そこで当サイトは、資格取得日(退職日の翌日)を1日目として数えた14日目を期限として表示しています。もう一方の読み方(初日を数えない)より1日早い日付になるため、 この表示に従って動けば遅れることはありません。 わからないときに遅れる側へ倒れないほうを選ぶ、という判断です。
同じ理由で、期限日が土日や祝日にあたるときも翌営業日へ繰り延べていません。 健康保険の任意継続には「20日目が土日・祝日の場合は翌営業日」という明記がありますが、 国民年金の14日についてはそれに相当する記載を確認できていないためです。 代わりに、期限日以前で最後に窓口が開いている日を「窓口が開いている最後の日」として併記しています。
過ぎてしまった場合
過ぎても届出はできます。

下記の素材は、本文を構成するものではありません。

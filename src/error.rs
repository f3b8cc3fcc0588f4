// src/error.rs
use thiserror::Error;

/// Errors raised on the backend side of the hand contract.
///
/// Consumers querying a [`Hand`](crate::hand::Hand) never see these: missing
/// tracking data is reported through `None` / `false`.
#[derive(Debug, Error)]
pub enum HandError {
    #[error("joint index {0} is outside the hand skeleton")]
    JointIndexOutOfRange(usize),

    #[error("finger index {0} is outside the five fingers")]
    FingerIndexOutOfRange(usize),

    #[error("expected {expected} joint poses, got {actual}")]
    JointCountMismatch { expected: usize, actual: usize },

    #[error("snapshot violates invariant: {0}")]
    InvariantViolated(&'static str),

    #[error("non-finite value in {0}")]
    NonFinite(&'static str),

    #[error("non-unit rotation in {0}")]
    DegenerateRotation(&'static str),

    #[error("hand scale must be finite and positive, got {0}")]
    InvalidScale(f32),
}

pub type HandResult<T> = Result<T, HandError>;
// src/events.rs
use std::cell::{Cell, RefCell};
use std::rc::Rc;

#[derive(Debug, Clone, Copy, PartialEq, Eq, Hash)]
pub struct SubscriptionId(u64);

type Listener = Rc<RefCell<dyn FnMut()>>;

/// Payload-free broadcast fired once per published hand update.
///
/// Listeners run synchronously in subscription order, but callers must not
/// rely on any order. A listener may subscribe, unsubscribe or query the hand
/// from inside its callback; changes to the listener list take effect from
/// the next notification.
///
/// A notification raised while listeners are running (a listener publishing
/// to its own hand) is queued and delivered to every listener once the
/// current pass finishes, so each publish still reaches each listener once.
#[derive(Default)]
pub struct HandUpdatedSignal {
    listeners: RefCell<Vec<(SubscriptionId, Listener)>>,
    next_id: Cell<u64>,
    dispatching: Cell<bool>,
    pending: Cell<u32>,
}

impl HandUpdatedSignal {
    pub fn new() -> Self {
        Self::default()
    }

    pub fn subscribe(&self, listener: impl FnMut() + 'static) -> SubscriptionId {
        let id = SubscriptionId(self.next_id.get());
        self.next_id.set(id.0 + 1);
        let listener: Listener = Rc::new(RefCell::new(listener));
        self.listeners.borrow_mut().push((id, listener));
        id
    }

    pub fn unsubscribe(&self, id: SubscriptionId) -> bool {
        let mut listeners = self.listeners.borrow_mut();
        let before = listeners.len();
        listeners.retain(|(existing, _)| *existing != id);
        listeners.len() != before
    }

    pub fn listener_count(&self) -> usize {
        self.listeners.borrow().len()
    }

    /// Calls every listener once. Returns how many ran, including passes
    /// queued by listeners during this call. A nested call only queues a pass
    /// and returns 0.
    pub fn notify(&self) -> usize {
        if self.dispatching.get() {
            self.pending.set(self.pending.get() + 1);
            tracing::trace!("Queued nested hand update notification");
            return 0;
        }

        self.dispatching.set(true);
        let _guard = DispatchGuard(self);
        let mut fired = self.dispatch();
        while self.pending.get() > 0 {
            self.pending.set(self.pending.get() - 1);
            fired += self.dispatch();
        }
        fired
    }

    fn dispatch(&self) -> usize {
        let snapshot: Vec<Listener> = self
            .listeners
            .borrow()
            .iter()
            .map(|(_, l)| Rc::clone(l))
            .collect();

        for listener in &snapshot {
            (*listener.borrow_mut())();
        }
        snapshot.len()
    }
}

/// Clears the dispatch state even if a listener panics.
struct DispatchGuard<'a>(&'a HandUpdatedSignal);

impl Drop for DispatchGuard<'_> {
    fn drop(&mut self) {
        self.0.dispatching.set(false);
        self.0.pending.set(0);
    }
}

impl std::fmt::Debug for HandUpdatedSignal {
    fn fmt(&self, f: &mut std::fmt::Formatter<'_>) -> std::fmt::Result {
        f.debug_struct("HandUpdatedSignal")
            .field("listeners", &self.listener_count())
            .finish()
    }
}

#[cfg(test)]
mod tests {
    use super::*;

    #[test]
    fn test_every_listener_fires_once() {
        let signal = HandUpdatedSignal::new();
        let a = Rc::new(Cell::new(0));
        let b = Rc::new(Cell::new(0));
        let (a2, b2) = (a.clone(), b.clone());
        signal.subscribe(move || a2.set(a2.get() + 1));
        signal.subscribe(move || b2.set(b2.get() + 1));

        assert_eq!(signal.notify(), 2);
        assert_eq!((a.get(), b.get()), (1, 1));
    }

    #[test]
    fn test_unsubscribe_stops_delivery() {
        let signal = HandUpdatedSignal::new();
        let hits = Rc::new(Cell::new(0));
        let h = hits.clone();
        let id = signal.subscribe(move || h.set(h.get() + 1));

        assert!(signal.unsubscribe(id));
        assert!(!signal.unsubscribe(id));
        signal.notify();
        assert_eq!(hits.get(), 0);
        assert_eq!(signal.listener_count(), 0);
    }

    #[test]
    fn test_listener_can_subscribe_during_notify() {
        let signal = Rc::new(HandUpdatedSignal::new());
        let late_hits = Rc::new(Cell::new(0));

        let s = Rc::downgrade(&signal);
        let late = late_hits.clone();
        signal.subscribe(move || {
            if let Some(signal) = s.upgrade() {
                let late = late.clone();
                signal.subscribe(move || late.set(late.get() + 1));
            }
        });

        assert_eq!(signal.notify(), 1);
        assert_eq!(late_hits.get(), 0);
        assert_eq!(signal.listener_count(), 2);
    }

    #[test]
    fn test_nested_notify_is_delivered_after_current_pass() {
        let signal = Rc::new(HandUpdatedSignal::new());
        let a_calls = Rc::new(Cell::new(0));
        let b_calls = Rc::new(Cell::new(0));

        let s = Rc::downgrade(&signal);
        let a = a_calls.clone();
        signal.subscribe(move || {
            a.set(a.get() + 1);
            if a.get() == 1 {
                if let Some(signal) = s.upgrade() {
                    assert_eq!(signal.notify(), 0);
                }
            }
        });
        let b = b_calls.clone();
        signal.subscribe(move || b.set(b.get() + 1));

        assert_eq!(signal.notify(), 4);
        assert_eq!((a_calls.get(), b_calls.get()), (2, 2));

        // Dispatch state is cleared afterwards
        assert_eq!(signal.notify(), 2);
        assert_eq!((a_calls.get(), b_calls.get()), (3, 3));
    }

    #[test]
    fn test_listener_can_unsubscribe_during_notify() {
        let signal = Rc::new(HandUpdatedSignal::new());
        let hits = Rc::new(Cell::new(0));
        let own_id = Rc::new(Cell::new(None));

        let s = Rc::downgrade(&signal);
        let (h, id_slot) = (hits.clone(), own_id.clone());
        let id = signal.subscribe(move || {
            h.set(h.get() + 1);
            if let (Some(signal), Some(id)) = (s.upgrade(), id_slot.get()) {
                assert!(signal.unsubscribe(id));
            }
        });
        own_id.set(Some(id));

        assert_eq!(signal.notify(), 1);
        assert_eq!(signal.listener_count(), 0);
        assert_eq!(signal.notify(), 0);
        assert_eq!(hits.get(), 1);
    }
}
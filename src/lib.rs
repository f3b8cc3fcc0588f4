// src/lib.rs
//! Frame-coherent hand tracking state for XR runtimes.
//!
//! [`Hand`] is the query surface consumers poll once per frame. A tracking
//! source feeds [`HandDataSnapshot`]s into a [`TrackedHand`], which publishes
//! them atomically, bumps the data version and fires the update signal.

pub mod aspects;
pub mod backend;
pub mod config;
pub mod error;
pub mod events;
pub mod export;
pub mod filter;
pub mod hand;
pub mod joints;
pub mod pose;
pub mod recording;
pub mod simulation;
pub mod skeleton;
pub mod snapshot;
pub mod source;
pub mod space;
pub mod types;

pub use aspects::AspectRegistry;
pub use backend::TrackedHand;
pub use config::HandTrackingConfig;
pub use error::{HandError, HandResult};
pub use events::{HandUpdatedSignal, SubscriptionId};
pub use hand::{DataVersionWatcher, Hand, HandExt};
pub use joints::HandJointPoses;
pub use pose::Pose;
pub use snapshot::{FingerState, HandDataSnapshot};
pub use source::{HandDataSource, TimedSnapshot};
pub use space::{TrackingSpace, TrackingToWorldTransformer};
pub use types::{HandFinger, HandJointId, Handedness, FINGER_COUNT, HAND_JOINT_COUNT};
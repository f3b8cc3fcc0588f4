// src/main.rs
use anyhow::Result;
use clap::Parser;
use hand_state::export::HandDataExporter;
use hand_state::recording::HandRecorder;
use hand_state::simulation::SimulatedHandSource;
use hand_state::source::pump;
use hand_state::{Hand, HandTrackingConfig, Handedness, Pose, TrackedHand, TrackingSpace};
use std::cell::Cell;
use std::path::PathBuf;
use std::rc::Rc;

#[derive(Parser, Debug)]
#[command(name = "hand_state")]
#[command(about = "Runs simulated left and right hands and exports the session")]
#[command(version)]
struct Cli {
    /// JSON tracking config; defaults apply when omitted
    config: Option<PathBuf>,

    /// Number of frames to simulate per hand
    #[arg(long, default_value_t = 600)]
    frames: usize,
}

struct SimulatedSide {
    hand: Rc<TrackedHand>,
    source: SimulatedHandSource,
    recorder: HandRecorder,
}

fn main() -> Result<()> {
    // Initialize logging
    tracing_subscriber::fmt::init();

    let cli = Cli::parse();
    let config = match &cli.config {
        Some(path) => HandTrackingConfig::from_file(path)?,
        None => HandTrackingConfig::default(),
    };

    let space = TrackingSpace::new(Pose::identity());
    let mut sides: Vec<SimulatedSide> = [Handedness::Left, Handedness::Right]
        .into_iter()
        .map(|handedness| {
            let hand = Rc::new(TrackedHand::new(handedness, space.clone(), &config));
            let recorder = HandRecorder::new(&hand, config.max_recorded_frames);
            SimulatedSide {
                source: SimulatedHandSource::new(handedness, &config),
                hand,
                recorder,
            }
        })
        .collect();

    for side in &sides {
        watch_pinches(&side.hand);
    }

    for frame in 0..cli.frames {
        for side in sides.iter_mut() {
            if let Some((timestamp, _)) = pump(&mut side.source, &side.hand)? {
                side.recorder.record(&side.hand, timestamp);
            }
        }

        if frame % 120 == 0 {
            for side in &sides {
                match side.hand.root_pose() {
                    Some(root) => tracing::info!(
                        "{} hand v{} root at ({:.3}, {:.3}, {:.3})",
                        side.hand.handedness(),
                        side.hand.current_data_version(),
                        root.position.x,
                        root.position.y,
                        root.position.z
                    ),
                    None => tracing::info!(
                        "{} hand v{} not tracked",
                        side.hand.handedness(),
                        side.hand.current_data_version()
                    ),
                }
            }
        }
    }

    let exporter = HandDataExporter::new(&config.output_directory, None);
    for side in sides {
        let recording = side.recorder.into_recording();
        let summary = HandDataExporter::summarize(&recording);
        tracing::info!(
            "{} hand: {} frames, {:.1}% tracked, {} index pinch frames",
            recording.handedness,
            summary.total_frames,
            summary.tracking_rate() * 100.0,
            summary.pinch_frames[hand_state::HandFinger::Index.index()]
        );
        exporter.export_csv(&recording)?;
        exporter.export_recording(&recording)?;
    }

    tracing::info!("Session written to {}", exporter.session_dir().display());
    Ok(())
}

/// Logs each time the index finger starts pinching.
fn watch_pinches(hand: &Rc<TrackedHand>) {
    let weak = Rc::downgrade(hand);
    let was_pinching = Cell::new(false);
    hand.when_hand_updated().subscribe(move || {
        let Some(hand) = weak.upgrade() else {
            return;
        };
        let pinching = hand.index_finger_is_pinching();
        if pinching && !was_pinching.get() {
            tracing::info!(
                "{} index pinch started (strength {:.2}, v{})",
                hand.handedness(),
                hand.finger_pinch_strength(hand_state::HandFinger::Index),
                hand.current_data_version()
            );
        }
        was_pinching.set(pinching);
    });
}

国民年金第1号被保険者になることは、 健康保険の任意継続のような「選べるうちに選ぶ」制度ではなく、法律上の届出義務だからです。 日本年金機構は、加入手続きが遅れた場合に 「届出はお済みですか(国民年金加入のご案内)」が届く場合があると案内しています。
むしろ問題は保険料のほうです。届出が遅れても、資格を取得した月まで さかのぼって保険料の対象期間になります。遅れた分がまとめて請求されて驚くより、 先に免除を申請しておくほうが安全です。免除の申請は 「保険料の納付期限から2年を経過していない期間(申請時点から2年1カ月前までの期間)」 までさかのぼれますが、申請が遅れると障害年金や遺族年金を受けられない恐れがあると日本年金機構が明記しています。